C'est le même mur qu'il y a dix ans, en face de moi, la même violence de lumière, le même silence de mouvements. J'étais ailleurs, dans ma vie. Où je suis aujourd'hui. Cycles et marées, rotations
et durée. L'âge que l'on prend. J'ai cette place de paix, maintenant, aujourd'hui, où elle peut venir sans la faire trembler. Je ne suis plus seul, si longtemps l'imaginaire d'une extase, ne
facilite pas la rencontre avec les aspérités du réel. Pourtant il tremble bien de ma chair, je ne suis pas là pour rien, dans cette histoire, contre cette fille, ce nom, ce mystère. En quel
devenir se trouve ma peau, quêtant une plus grande respiration, les plus aimantes aspirations, le développement de ses terres d'oubli et d'appropriation? J'aurais aimé briller et je n'excelle en
rien, et ce cœur blessé, si bien caché, qui réagit à tant de ses gestes innocents, le voilà qui se laisse deviner. Peut-être pourrai-je prendre soin de lui et la laisser mieux tranquille, elle,
qui n'y peut rien. Au fond, tout au fond. Ça résonne avec la fulgurance de ces reflets solaires, le mélancolique ondoiement des parasols, les tristes absences des balcons. Tant d'étés parcourus,
tant de peaux touchées, ignorées, de souffles mélangés, étouffés. Combien de rencontres dans une vie? Combien en faisons-nous? Que sont devenus les personnes avec lesquelles j'ai parlé, en 1994,
en Californie? Qui vit encore, où, avec qui, comment, de quoi, avec quelles pensées, quels rêves, quels souvenirs, quels chagrins d'amour, quels espoirs, quelle fierté? Où sommes-nous, ô
demoiselle qui peuple mes nuits, baise mes lèvres, regarde mes yeux? Nous parlerons-nous encore dans dix ans? Sous les aveuglantes lumières du printemps, le souvenir de ton visage d'aujourd'hui
sera-t-il heureux? Grâce à la méchanceté des sentiments qui s'éveillent parfois, à l'occasion de ta présence, je peux entrer en contact avec ce qui de moi sinon resterait dans l'ombre, l'insu.

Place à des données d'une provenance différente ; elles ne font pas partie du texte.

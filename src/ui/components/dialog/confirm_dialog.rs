//! Confirmation dialog component

use super::base::{render_dialog, DialogConfig};
use ratatui::{
    style::{Color, Modifier, Style},
    text::{Line, Span},
    Frame,
};

/// Render a yes/no confirmation overlay; `confirm_selected` highlights "OK"
pub fn render_confirm_dialog(frame: &mut Frame, message: &str, confirm_selected: bool) {
    let labels = [("Отмена", false), ("OK", true)];
    let mut spans = Vec::new();

    for (label, is_confirm) in labels {
        let is_selected = confirm_selected == is_confirm;
        let prefix = if is_selected { "▸ " } else { "  " };
        let style = if is_selected {
            Style::default()
                .fg(Color::Yellow)
                .add_modifier(Modifier::BOLD)
        } else {
            Style::default().fg(Color::DarkGray)
        };
        spans.push(Span::styled(format!("{prefix}{label}   "), style));
    }

    let hint = vec![
        Span::styled("←→", Style::default().fg(Color::Cyan)),
        Span::styled(" select  ", Style::default().fg(Color::DarkGray)),
        Span::styled("Enter", Style::default().fg(Color::Cyan)),
        Span::styled(" confirm  ", Style::default().fg(Color::DarkGray)),
        Span::styled("Esc", Style::default().fg(Color::Cyan)),
        Span::styled(" cancel", Style::default().fg(Color::DarkGray)),
    ];

    render_dialog(
        frame,
        DialogConfig {
            title: "Подтверждение",
            title_color: Color::Yellow,
            border_color: Color::Yellow,
            message,
            options: Some(Line::from(spans)),
            hint: Some(hint),
            max_width: 60,
        },
    );
}
//! Form and submission state

mod forms;
mod submission;

pub use forms::*;
pub use submission::*;
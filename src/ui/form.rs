//! Vet-call form rendering

use super::components::{render_button, BUTTON_HEIGHT};
use super::field_renderer::{draw_field, field_height};
use super::{theme_color, FormView};
use crate::state::FormButton;
use ratatui::{
    layout::{Constraint, Direction, Layout, Rect},
    style::{Color, Style},
    widgets::{Block, Borders},
    Frame,
};

/// Draw the fields that fit, keeping the focused one visible, then the actions row
pub fn draw_form(frame: &mut Frame, area: Rect, view: &FormView) {
    let form = &view.form;
    let text = theme_color(&view.theme.text_color, Color::Reset);

    let block = Block::default()
        .title(" Вызов ветеринара на дом ")
        .borders(Borders::ALL)
        .border_style(Style::default().fg(theme_color(&view.theme.button_color, Color::Green)));
    let inner = block.inner(area);
    frame.render_widget(block, area);

    let chunks = Layout::default()
        .direction(Direction::Vertical)
        .constraints([
            Constraint::Min(0),                // Fields
            Constraint::Length(BUTTON_HEIGHT), // Actions row
        ])
        .split(inner);
    let fields_area = chunks[0];

    let heights: Vec<u16> = form.fields().iter().map(field_height).collect();
    let focus = form.active_field_index.min(heights.len().saturating_sub(1));
    let (start, end) = visible_range(&heights, focus, fields_area.height);

    let mut y = fields_area.y;
    for index in start..end {
        let field = &form.fields()[index];
        let height = heights[index].min(fields_area.bottom().saturating_sub(y));
        if height == 0 {
            break;
        }
        let field_area = Rect {
            x: fields_area.x,
            y,
            width: fields_area.width,
            height,
        };
        draw_field(frame, field_area, field, form.active_field_index == index, text);
        y += height;
    }

    draw_actions(frame, chunks[1], view);
}

fn draw_actions(frame: &mut Frame, area: Rect, view: &FormView) {
    let on_actions = view.form.is_buttons_row_active();
    let chunks = Layout::default()
        .direction(Direction::Horizontal)
        .constraints([Constraint::Percentage(50), Constraint::Percentage(50)])
        .split(area);

    let control = &view.submit_control;
    render_button(
        frame,
        chunks[0],
        &control.label,
        on_actions && view.form.selected_button == FormButton::Submit,
        control.enabled,
    );
    render_button(
        frame,
        chunks[1],
        "✖ Отмена",
        on_actions && view.form.selected_button == FormButton::Cancel,
        true,
    );
}

/// Range of fields to draw so that `focus` fits in `available` rows.
///
/// Fields are taken from the top while they fit; once the focused field would
/// fall off the bottom the window slides down.
pub fn visible_range(heights: &[u16], focus: usize, available: u16) -> (usize, usize) {
    if heights.is_empty() {
        return (0, 0);
    }

    let mut start = 0;
    let mut used: u16 = heights[..=focus].iter().sum();
    while used > available && start < focus {
        used -= heights[start];
        start += 1;
    }

    let mut end = focus + 1;
    while end < heights.len() && used + heights[end] <= available {
        used += heights[end];
        end += 1;
    }

    (start, end)
}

J'ai mal à celui que j'aimerais être. Les confinements où je me vois, me représente sous le jour de ta personne, ils sont crevasses, meurtrissures, défaites. Plutôt exiger que change ta parole
plutôt que d'entendre là où elle m'emmène, ce qu'elle révèle de mes plaies.
Elle me sort par les yeux. Je veux être seul. Et partout les traces de sa silhouette. Ses lunettes sur mon bureau et mon ventre qui fond. Mais je ne veux plus entendre parler d'elle. Suis gavé,
de ses théories sur tout et n'importe quoi, des méandres de pensées par lesquelles il lui faut passer pour arriver au cœur du sujet. Usé de sentir ses blessures dans celui de ses rires qui ne me
fait pas rire, épuisé de ne pas savoir où elle se trouve quand elle me dit où elle se trouve. Et je pourrais la dévorer, là. Entendre sa voix qui me transforme en masse de désir, trouver sa nuque
où mes baisers ne peuvent s'empêcher d'aller faire mille caresses. Sentir entre mes mains le tendre poids de sa présence, le silence où se compose l'évidence de ce qui nous lie, mystérieuse
connexion d'êtres. Mais seul, sans elle, sans personne, retrouver l'amitié de mon souffle entre les nuages. Elle trinque pour tout le reste, pour la somme des afflictions qui creusent en cette
année un sillon que je n'oublierai pas, qui ne se laissera pas oublier. Je te repousse, te demande de rester dans ton coin, de me laisser tranquille, et c'est un mélange de soulagement et de
douleur, une nécessité capiteuse, angoissante, affligeante. On dirait qu'il ne reste rien, et puis me voilà transi, souffrant de la tendresse qui m'assaille au souvenir d'un moment partagé. Je
suis mieux prêt de toi, allongé sur la douceur tangible des sensations que tu fais naître, mais je n'en veux pas aujourd'hui. C'est mon immense solitude dont je veux épouser l'infinie bonté,
l'infinie délivrance. Les nuages, je ne sais pas leur imaginer des attentes, même si je peux me reprocher de ne pas les regarder assez. J'enfile sous ta peau des exigences qui n'y sont pas, je
m'oppresse à l'idée de ce qui s'y trouve et m'inflige la soumission à des besoins que je t'invente. La proximité à laquelle j'aspire tant, sans voir qu'elle m'impose d'apprendre le délicat
respect d'une distance, d'un rythme en mes chairs inscrit, en mon souffle deviné, auxquels je fais faux bond. Et toi, tu m'invites à me laisser vivre l'ensemble, même ce qui te rejette,
t'attaque, se défend de ta présence, tu ouvres la porte à celui qui n'a jamais eu le droit d'exister. Tu me fais chier. Tu me désarmes. Tu m'emmerdes. Tu m'enchantes. Tu me saoules. Tu m'étonnes.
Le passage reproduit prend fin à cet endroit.